* Work instructions
Retype, word for word, every line from the one holding "filename ui/src/listing_card.rs" through the one holding "visibility instead of" in the entries below, both included, and only those lines.

* Collected data
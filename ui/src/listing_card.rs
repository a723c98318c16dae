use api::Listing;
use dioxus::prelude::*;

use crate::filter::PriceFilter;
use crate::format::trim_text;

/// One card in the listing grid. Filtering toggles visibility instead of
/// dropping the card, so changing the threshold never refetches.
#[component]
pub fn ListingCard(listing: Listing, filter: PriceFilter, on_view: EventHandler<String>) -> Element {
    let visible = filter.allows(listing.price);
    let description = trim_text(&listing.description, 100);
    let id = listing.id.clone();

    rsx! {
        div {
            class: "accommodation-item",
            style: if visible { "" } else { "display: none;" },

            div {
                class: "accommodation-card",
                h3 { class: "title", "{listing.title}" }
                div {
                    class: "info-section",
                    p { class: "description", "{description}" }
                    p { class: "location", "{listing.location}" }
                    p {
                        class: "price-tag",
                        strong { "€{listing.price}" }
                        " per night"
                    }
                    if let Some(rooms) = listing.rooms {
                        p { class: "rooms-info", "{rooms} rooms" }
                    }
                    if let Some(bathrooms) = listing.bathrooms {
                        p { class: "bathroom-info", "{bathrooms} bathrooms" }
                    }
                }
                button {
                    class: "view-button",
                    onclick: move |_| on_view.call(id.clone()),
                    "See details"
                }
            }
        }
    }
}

==

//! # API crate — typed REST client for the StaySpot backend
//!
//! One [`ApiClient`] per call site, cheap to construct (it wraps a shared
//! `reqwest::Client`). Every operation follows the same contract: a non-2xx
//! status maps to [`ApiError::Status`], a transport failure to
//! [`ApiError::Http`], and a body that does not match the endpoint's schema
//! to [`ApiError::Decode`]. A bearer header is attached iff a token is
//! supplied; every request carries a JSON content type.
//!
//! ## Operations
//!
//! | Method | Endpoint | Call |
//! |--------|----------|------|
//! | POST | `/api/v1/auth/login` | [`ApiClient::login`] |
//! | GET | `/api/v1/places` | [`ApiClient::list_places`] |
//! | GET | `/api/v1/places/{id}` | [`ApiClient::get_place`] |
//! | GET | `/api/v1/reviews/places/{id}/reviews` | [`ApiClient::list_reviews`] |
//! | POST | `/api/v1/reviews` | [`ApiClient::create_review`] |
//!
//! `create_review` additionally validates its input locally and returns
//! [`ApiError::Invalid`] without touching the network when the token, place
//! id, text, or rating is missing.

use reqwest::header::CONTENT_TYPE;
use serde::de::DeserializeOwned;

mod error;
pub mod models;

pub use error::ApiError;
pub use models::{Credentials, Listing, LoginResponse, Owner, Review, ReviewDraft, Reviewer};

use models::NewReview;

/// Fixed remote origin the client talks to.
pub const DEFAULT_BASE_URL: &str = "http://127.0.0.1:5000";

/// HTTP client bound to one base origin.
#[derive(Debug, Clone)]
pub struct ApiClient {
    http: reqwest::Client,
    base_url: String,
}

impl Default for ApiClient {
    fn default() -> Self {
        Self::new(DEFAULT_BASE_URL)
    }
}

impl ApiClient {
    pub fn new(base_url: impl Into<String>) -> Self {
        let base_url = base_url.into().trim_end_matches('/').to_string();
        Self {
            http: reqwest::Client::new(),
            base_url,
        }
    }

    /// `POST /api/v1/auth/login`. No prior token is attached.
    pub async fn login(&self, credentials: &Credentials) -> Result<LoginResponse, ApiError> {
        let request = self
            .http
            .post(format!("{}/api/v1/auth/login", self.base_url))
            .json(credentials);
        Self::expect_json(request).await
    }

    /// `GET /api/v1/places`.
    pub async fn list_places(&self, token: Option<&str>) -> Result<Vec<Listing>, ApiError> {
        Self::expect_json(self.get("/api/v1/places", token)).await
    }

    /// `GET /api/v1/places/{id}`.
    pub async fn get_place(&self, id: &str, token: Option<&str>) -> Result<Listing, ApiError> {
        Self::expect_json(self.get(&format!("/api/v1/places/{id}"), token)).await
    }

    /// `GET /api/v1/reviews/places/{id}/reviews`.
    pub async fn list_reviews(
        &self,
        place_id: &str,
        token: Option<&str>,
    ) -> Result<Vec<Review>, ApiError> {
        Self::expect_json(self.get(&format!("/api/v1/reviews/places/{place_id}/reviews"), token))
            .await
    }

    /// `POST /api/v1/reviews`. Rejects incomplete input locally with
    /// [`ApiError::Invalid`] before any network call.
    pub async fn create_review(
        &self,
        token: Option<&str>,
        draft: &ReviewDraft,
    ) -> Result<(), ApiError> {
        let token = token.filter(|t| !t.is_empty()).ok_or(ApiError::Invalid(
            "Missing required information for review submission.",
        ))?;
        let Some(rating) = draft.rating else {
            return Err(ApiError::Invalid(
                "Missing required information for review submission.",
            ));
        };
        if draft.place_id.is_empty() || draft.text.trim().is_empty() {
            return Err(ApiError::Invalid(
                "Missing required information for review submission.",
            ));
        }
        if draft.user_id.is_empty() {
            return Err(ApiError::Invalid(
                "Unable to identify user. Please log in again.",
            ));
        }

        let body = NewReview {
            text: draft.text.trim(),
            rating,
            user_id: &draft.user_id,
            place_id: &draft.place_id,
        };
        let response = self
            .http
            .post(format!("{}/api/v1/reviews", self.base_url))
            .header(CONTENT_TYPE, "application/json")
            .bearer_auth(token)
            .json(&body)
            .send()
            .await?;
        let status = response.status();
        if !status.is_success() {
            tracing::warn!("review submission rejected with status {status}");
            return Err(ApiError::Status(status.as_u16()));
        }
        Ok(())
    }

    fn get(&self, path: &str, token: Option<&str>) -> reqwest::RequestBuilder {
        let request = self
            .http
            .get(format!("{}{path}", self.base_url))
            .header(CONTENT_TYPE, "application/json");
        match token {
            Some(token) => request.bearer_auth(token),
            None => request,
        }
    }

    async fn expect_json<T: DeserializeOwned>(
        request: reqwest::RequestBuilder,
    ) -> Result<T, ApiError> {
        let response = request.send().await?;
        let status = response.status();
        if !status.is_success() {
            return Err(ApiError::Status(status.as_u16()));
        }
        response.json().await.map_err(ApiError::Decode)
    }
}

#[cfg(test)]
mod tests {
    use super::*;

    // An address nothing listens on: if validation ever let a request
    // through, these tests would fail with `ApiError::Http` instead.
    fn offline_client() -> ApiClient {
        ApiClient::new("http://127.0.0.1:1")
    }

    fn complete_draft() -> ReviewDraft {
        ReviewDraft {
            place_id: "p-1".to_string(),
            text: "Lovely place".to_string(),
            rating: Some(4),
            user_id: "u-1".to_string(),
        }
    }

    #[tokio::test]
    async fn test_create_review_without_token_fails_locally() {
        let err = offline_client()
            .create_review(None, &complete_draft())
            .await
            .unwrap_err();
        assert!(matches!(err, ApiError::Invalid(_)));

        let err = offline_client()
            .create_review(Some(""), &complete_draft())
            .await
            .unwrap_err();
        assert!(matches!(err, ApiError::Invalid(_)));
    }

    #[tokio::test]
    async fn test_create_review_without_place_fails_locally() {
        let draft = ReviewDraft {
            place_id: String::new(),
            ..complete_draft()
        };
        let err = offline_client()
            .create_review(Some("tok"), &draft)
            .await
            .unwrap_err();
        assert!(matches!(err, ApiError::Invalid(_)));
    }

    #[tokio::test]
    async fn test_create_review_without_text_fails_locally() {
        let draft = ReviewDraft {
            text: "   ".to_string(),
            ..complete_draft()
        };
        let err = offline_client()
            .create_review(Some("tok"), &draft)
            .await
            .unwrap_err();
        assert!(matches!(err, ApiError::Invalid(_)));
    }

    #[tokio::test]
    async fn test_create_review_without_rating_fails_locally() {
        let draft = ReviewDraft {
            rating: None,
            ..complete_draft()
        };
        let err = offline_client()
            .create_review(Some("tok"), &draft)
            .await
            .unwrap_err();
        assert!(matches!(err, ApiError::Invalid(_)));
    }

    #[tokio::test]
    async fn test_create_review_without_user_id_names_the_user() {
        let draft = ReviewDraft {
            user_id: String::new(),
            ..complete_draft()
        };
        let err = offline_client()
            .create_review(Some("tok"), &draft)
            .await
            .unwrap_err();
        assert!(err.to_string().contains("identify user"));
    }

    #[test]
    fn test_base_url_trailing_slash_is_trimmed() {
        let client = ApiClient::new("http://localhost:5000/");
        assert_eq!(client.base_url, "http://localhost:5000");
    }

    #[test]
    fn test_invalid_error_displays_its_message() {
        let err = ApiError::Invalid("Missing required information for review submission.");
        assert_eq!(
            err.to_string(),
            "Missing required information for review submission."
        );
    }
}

...

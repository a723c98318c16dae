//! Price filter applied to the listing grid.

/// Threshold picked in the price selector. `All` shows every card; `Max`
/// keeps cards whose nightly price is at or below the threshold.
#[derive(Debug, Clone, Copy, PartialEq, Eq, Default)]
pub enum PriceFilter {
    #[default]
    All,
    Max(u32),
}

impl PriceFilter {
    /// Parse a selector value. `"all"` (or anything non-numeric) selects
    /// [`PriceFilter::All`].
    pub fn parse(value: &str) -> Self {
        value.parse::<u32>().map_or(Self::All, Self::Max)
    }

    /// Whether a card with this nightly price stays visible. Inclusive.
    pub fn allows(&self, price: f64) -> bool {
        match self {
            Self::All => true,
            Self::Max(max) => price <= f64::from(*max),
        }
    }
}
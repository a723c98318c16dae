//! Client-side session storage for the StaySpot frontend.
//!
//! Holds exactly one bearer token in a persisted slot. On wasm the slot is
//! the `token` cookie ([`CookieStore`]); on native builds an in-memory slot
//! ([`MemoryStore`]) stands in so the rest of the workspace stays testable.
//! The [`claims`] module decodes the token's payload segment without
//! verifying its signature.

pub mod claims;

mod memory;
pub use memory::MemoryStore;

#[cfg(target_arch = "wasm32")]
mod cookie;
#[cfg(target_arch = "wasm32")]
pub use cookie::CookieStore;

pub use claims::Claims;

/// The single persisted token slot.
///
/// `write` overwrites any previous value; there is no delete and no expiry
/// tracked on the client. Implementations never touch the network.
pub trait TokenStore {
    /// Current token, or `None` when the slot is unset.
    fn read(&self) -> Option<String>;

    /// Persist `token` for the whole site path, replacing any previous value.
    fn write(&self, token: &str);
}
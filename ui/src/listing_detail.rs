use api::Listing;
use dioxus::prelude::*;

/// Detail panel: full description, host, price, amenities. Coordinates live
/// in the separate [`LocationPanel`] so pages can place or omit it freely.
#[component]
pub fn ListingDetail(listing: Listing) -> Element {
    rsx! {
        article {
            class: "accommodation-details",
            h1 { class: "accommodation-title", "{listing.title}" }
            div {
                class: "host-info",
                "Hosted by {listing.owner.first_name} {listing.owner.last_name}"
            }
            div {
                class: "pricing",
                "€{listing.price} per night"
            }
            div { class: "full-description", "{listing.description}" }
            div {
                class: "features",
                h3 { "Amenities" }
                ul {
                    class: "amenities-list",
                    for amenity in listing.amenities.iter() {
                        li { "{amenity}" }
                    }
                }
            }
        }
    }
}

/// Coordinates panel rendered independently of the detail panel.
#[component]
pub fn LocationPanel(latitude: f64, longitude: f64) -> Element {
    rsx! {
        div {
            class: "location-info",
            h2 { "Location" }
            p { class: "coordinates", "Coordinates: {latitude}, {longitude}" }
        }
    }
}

* Reply to the task
filename ui/src/listing_card.rs
repository a723c98318c16dae
use api::Listing;
use dioxus::prelude::*;

use crate::filter::PriceFilter;
use crate::format::trim_text;

/// One card in the listing grid. Filtering toggles visibility instead of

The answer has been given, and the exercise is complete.